Ethics Statement The parents of the participants were given informed written consent after the testing procedure was explained to them. The treatment procedure was performed in accordance with the Declaration of Helsinki. Our study was registered with the Iranian Registry of Clinical Trials (registration code IRCT2013011912174N1). The ethics committee of the University of Social Welfare and Rehabilitation Sciences approved our research.

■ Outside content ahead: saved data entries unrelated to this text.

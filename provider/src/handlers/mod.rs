//! Control-plane handlers for the gateway's provider contract.

pub(crate) mod delete;
pub(crate) mod deploy;
pub(crate) mod info;
pub(crate) mod list;
pub(crate) mod read;
pub(crate) mod scale;
pub(crate) mod secrets;


use crate::{proxy::Dispatcher, vault::VaultClient};
use base64::Engine as _;
use faas_provider_core::{Function, Resolver, Stats};
use faas_provider_nomad::{ConfigValue, Job, Jobs, TranslateConfig, JOB_PREFIX};
use hyper::{header::HeaderValue, Body, Response, StatusCode};
use serde::Serialize;
use std::{collections::BTreeMap, path::Path, sync::Arc};

/// Handler dependencies, built once at startup and threaded through the
/// router.
pub(crate) struct App {
    pub jobs: Arc<dyn Jobs>,
    pub resolver: Arc<dyn Resolver>,
    pub dispatcher: Arc<Dispatcher>,
    pub stats: Arc<dyn Stats>,
    pub vault: Option<Arc<VaultClient>>,
    pub translate: TranslateConfig,
    pub basic_auth: Option<BasicAuth>,
}

/// Credentials guarding the `/system` surface.
#[derive(Clone, Debug)]
pub(crate) struct BasicAuth {
    pub user: String,
    pub password: String,
}

// === impl BasicAuth ===

impl BasicAuth {
    /// Reads `basic-auth-user` / `basic-auth-password` from a secret mount.
    pub fn load(path: &Path) -> anyhow::Result<Self> {
        let user = std::fs::read_to_string(path.join("basic-auth-user"))?;
        let password = std::fs::read_to_string(path.join("basic-auth-password"))?;
        Ok(Self {
            user: user.trim().to_string(),
            password: password.trim().to_string(),
        })
    }

    pub fn matches(&self, header: Option<&HeaderValue>) -> bool {
        let Some(value) = header.and_then(|v| v.to_str().ok()) else {
            return false;
        };
        let Some(encoded) = value.strip_prefix("Basic ") else {
            return false;
        };
        let Ok(decoded) = base64::engine::general_purpose::STANDARD.decode(encoded) else {
            return false;
        };
        decoded == format!("{}:{}", self.user, self.password).into_bytes()
    }
}

pub(crate) fn empty_response(status: StatusCode) -> Response<Body> {
    Response::builder()
        .status(status)
        .body(Body::empty())
        .unwrap()
}

pub(crate) fn text_response(status: StatusCode, body: &str) -> Response<Body> {
    Response::builder()
        .status(status)
        .header(hyper::header::CONTENT_TYPE, "text/plain")
        .body(Body::from(body.to_string()))
        .unwrap()
}

pub(crate) fn json_response<T: Serialize>(status: StatusCode, value: &T) -> Response<Body> {
    match serde_json::to_vec(value) {
        Ok(body) => Response::builder()
            .status(status)
            .header(hyper::header::CONTENT_TYPE, "application/json")
            .body(Body::from(body))
            .unwrap(),
        Err(_) => empty_response(StatusCode::INTERNAL_SERVER_ERROR),
    }
}

/// Projects a job back into the gateway's function shape, stripping the job
/// prefix from the name.
pub(crate) fn function_summary(job: &Job, available_replicas: u64) -> Function {
    let group = job.task_groups.first();
    let task = group.and_then(|g| g.tasks.first());
    Function {
        name: job
            .id
            .strip_prefix(JOB_PREFIX)
            .unwrap_or(&job.id)
            .to_string(),
        image: task
            .and_then(|t| t.config.get("image"))
            .and_then(|v| v.as_str())
            .unwrap_or_default()
            .to_string(),
        invocation_count: 0,
        replicas: group.map(|g| g.count.max(0) as u64).unwrap_or(0),
        available_replicas,
        labels: task.map(|t| parse_labels(&t.config)),
        annotations: if job.meta.is_empty() {
            None
        } else {
            Some(job.meta.clone())
        },
    }
}

/// Flattens the docker driver's list-of-singleton-maps label shape.
fn parse_labels(config: &BTreeMap<String, ConfigValue>) -> BTreeMap<String, String> {
    config
        .get("labels")
        .and_then(|v| v.as_list())
        .map(|labels| {
            labels
                .iter()
                .filter_map(|entry| entry.as_map())
                .flat_map(|map| map.iter())
                .filter_map(|(k, v)| v.as_str().map(|v| (k.clone(), v.to_string())))
                .collect()
        })
        .unwrap_or_default()
}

Stimuli and Procedure The stimuli were 5 recorded steady-state Persian vowels: “AE” as in /æ/, “ER” as in /e/, “AH” as in /ɒː/, “EE” as in /i:/, and “OO” as in /u:/. A male speaker produced these vowels in an acoustic chamber. Each vowel was 200 milliseconds in duration (16 bits, and 48-kHz sample rate). F0 and formant frequencies were held constant. The source signal was the same in all 5 vowels, simulating “equal vocal effort.” To create the double vowels, the researchers summed up the digital waveforms of 2 phonetically different vowels. Each pair contained 1 vowel with F0 set at 100 Hz; the other vowel’s F0 was 0.5 semitones higher (1 semitone = 1/12 octave). Snyder and Alain34 showed that performance of young and older adults improved gradually with increasing ϪF0 up to 0.5 semitones, after which there was no significant improvement in performance from 0.5 semitones to 4 semitones ϪF0. Each vowel was paired with every other vowel, giving a total of 20 different pairs. The stimuli were presented binaurally through TDH 49 headphones at 80 dB nHL. Stimuli were randomized in blocks of 20 trials. It took 1 hour. They were designed as stimuli of ALRs. Prior to data collection, participants were presented with each stimulus to become familiarized with the task and the response.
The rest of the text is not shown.